A quem darei o sobrante? Ou guardá-lo-ei para as minhas horas de solidão?

   Em Coimbra. Impressões? Gosto do ritmo moderado da cidade, das pessoas, do ambiente. Decerto me irei dar bem por aqui. É fácil a comunicação. Tenho alguns amigos e conhecidos.   Por cá ando, um tanto descomprometido comigo mesmo. Preocupa-me sobretudo estudar. Antigos problemas de ansiedade existencial não se têm por enquanto manifestado. Talvez se trate apenas de um interregno. Porque tenho consciência de uma obscura insatisfação.  Estou numa encruzilhada. É urgente definir-me. Há coisas ainda não muito claras, enigmas, buracos no caminho e na alma. Não pretendo matematizar uma conduta. A imagem de um menino sério, engravatado, positivista, não me interessa. Não quero um dogma, apenas conhecer-me e encontrar-me. A minha vida tem sido caracterizada por uma obsessão de algo ideal. Um dos efeitos desta psicologia reflete-se no menosprezo por momentos supostamente menos importantes da vida. Por isso, decidi mudar de paradigma: aprender a olhar e a viver a flor fugaz do instante. Aprender a sorrir. Não vejo razão para besuntar de porquês as coisas simples da vida.  Escrevo pouco. Insatisfaz-me a qualidade da minha poesia. A questão não se prende com o estilo. Mas com o conteúdo. Mas este também não se confunde com a expressão de queixumes ou sentimentalismos. Nem sequer com bandeiras políticas ou sociais. Mas, sendo assim, o que resta? Escrever sobre o quê? Talvez atravesse uma fase de estagnação/amadurecimento, que, mais cedo ou mais tarde, provoque uma metamorfose e aprenda a ser.

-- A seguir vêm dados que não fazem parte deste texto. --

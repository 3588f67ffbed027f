//! Minimal HTML tag scanning.
//!
//! Just enough tokenization to find start tags, read and rewrite their
//! attributes, and track element nesting. Everything the scanner does not
//! understand passes through as text.

mod scanner;
mod tag;

use std::borrow::Cow;

pub use scanner::{Scanner, Token};
pub use tag::{Attribute, Tag};

/// Elements that never have a closing tag.
const VOID_ELEMENTS: &[&str] = &[
    "area", "base", "br", "col", "embed", "hr", "img", "input", "link", "meta", "source", "track",
    "wbr",
];

/// Elements whose content is raw text (no tags inside).
const RAW_TEXT_ELEMENTS: &[&str] = &["script", "style", "textarea", "title"];

/// Whether `name` (lower-case) is a void element.
#[must_use]
pub fn is_void_element(name: &str) -> bool {
    VOID_ELEMENTS.contains(&name)
}

pub(crate) fn is_raw_text_element(name: &str) -> bool {
    RAW_TEXT_ELEMENTS.contains(&name)
}

/// Escape a string for use inside a double-quoted attribute value.
///
/// # Example
///
/// ```
/// use wpi_directives::html::escape_html;
///
/// assert_eq!(escape_html(r#"a "b" & <c>"#), "a &quot;b&quot; &amp; &lt;c&gt;");
/// ```
#[must_use]
pub fn escape_html(s: &str) -> Cow<'_, str> {
    if !s.contains(['&', '"', '<', '>']) {
        return Cow::Borrowed(s);
    }
    let mut out = String::with_capacity(s.len() + 8);
    for c in s.chars() {
        match c {
            '&' => out.push_str("&amp;"),
            '"' => out.push_str("&quot;"),
            '<' => out.push_str("&lt;"),
            '>' => out.push_str("&gt;"),
            _ => out.push(c),
        }
    }
    Cow::Owned(out)
}

/// Decode character references in an attribute value.
///
/// Handles the named references that matter for attribute values and all
/// numeric references. Unknown references are kept verbatim.
#[must_use]
pub fn decode_entities(s: &str) -> Cow<'_, str> {
    if !s.contains('&') {
        return Cow::Borrowed(s);
    }
    let mut out = String::with_capacity(s.len());
    let mut rest = s;
    while let Some(amp) = rest.find('&') {
        out.push_str(&rest[..amp]);
        rest = &rest[amp..];
        if let Some((c, len)) = decode_entity(rest) {
            out.push(c);
            rest = &rest[len..];
        } else {
            out.push('&');
            rest = &rest[1..];
        }
    }
    out.push_str(rest);
    Cow::Owned(out)
}

/// Decode one reference at the start of `s` (which begins with `&`).
fn decode_entity(s: &str) -> Option<(char, usize)> {
    const MAX_ENTITY_LEN: usize = 10;

    let semi = s.find(';').filter(|&i| i <= MAX_ENTITY_LEN)?;
    let entity = &s[1..semi];
    let c = match entity {
        "amp" => '&',
        "lt" => '<',
        "gt" => '>',
        "quot" => '"',
        "apos" => '\'',
        "nbsp" => '\u{a0}',
        _ => {
            let code = if let Some(hex) = entity
                .strip_prefix("#x")
                .or_else(|| entity.strip_prefix("#X"))
            {
                u32::from_str_radix(hex, 16).ok()?
            } else {
                entity.strip_prefix('#')?.parse().ok()?
            };
            char::from_u32(code)?
        }
    };
    Some((c, semi + 1))
}

#[cfg(test)]
mod tests {
    use super::*;

    #[test]
    fn test_escape_html_borrowed_when_clean() {
        assert!(matches!(escape_html("plain"), Cow::Borrowed("plain")));
    }

    #[test]
    fn test_decode_named_entities() {
        assert_eq!(
            decode_entities("{&quot;a&quot;: &lt;1&gt; &amp; 2}"),
            r#"{"a": <1> & 2}"#
        );
    }

    #[test]
    fn test_decode_numeric_entities() {
        assert_eq!(decode_entities("&#39;x&#x27;"), "'x'");
    }

    #[test]
    fn test_decode_unknown_entity_kept() {
        assert_eq!(decode_entities("a &bogus; b & c"), "a &bogus; b & c");
    }

    #[test]
    fn test_void_elements() {
        assert!(is_void_element("input"));
        assert!(is_void_element("br"));
        assert!(!is_void_element("div"));
    }
}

Queria dizer de uma solidão que me habita. Dizê-la a alguém. A quem? Só à Fátima, sim, só a ela, porque só ela compreenderia o alfabeto deste sentimento. Quando a conheci, vivia ela na solidão de si própria, dedicada ao trabalho para ajuda do sustento da família. Ia de casa para o emprego, do emprego para casa. E contava-me das longas horas de transporte público pelas ruas de Lisboa, sozinha, embrulhada no tecido dos seus sonhos, na sua manta de tristeza, irredutível aos apelos dos homens com quem se cruzava. Desejavam-lhe a beleza do corpo, a elegância do andar, o lume do olhar. Apenas eu lhe pedi água da sua alma, apenas eu a toquei com a ingenuidade da minha entrega. Apenas eu lhe dizia poesia e a convidei a partilhar da sua magia.
Onde estás, meu amor, com quem celebrei todo o ouro espiritual e sensual que me incendiava o corpo? A quem darei o sobrante? Ou guardá-lo-ei para as minhas horas de solidão?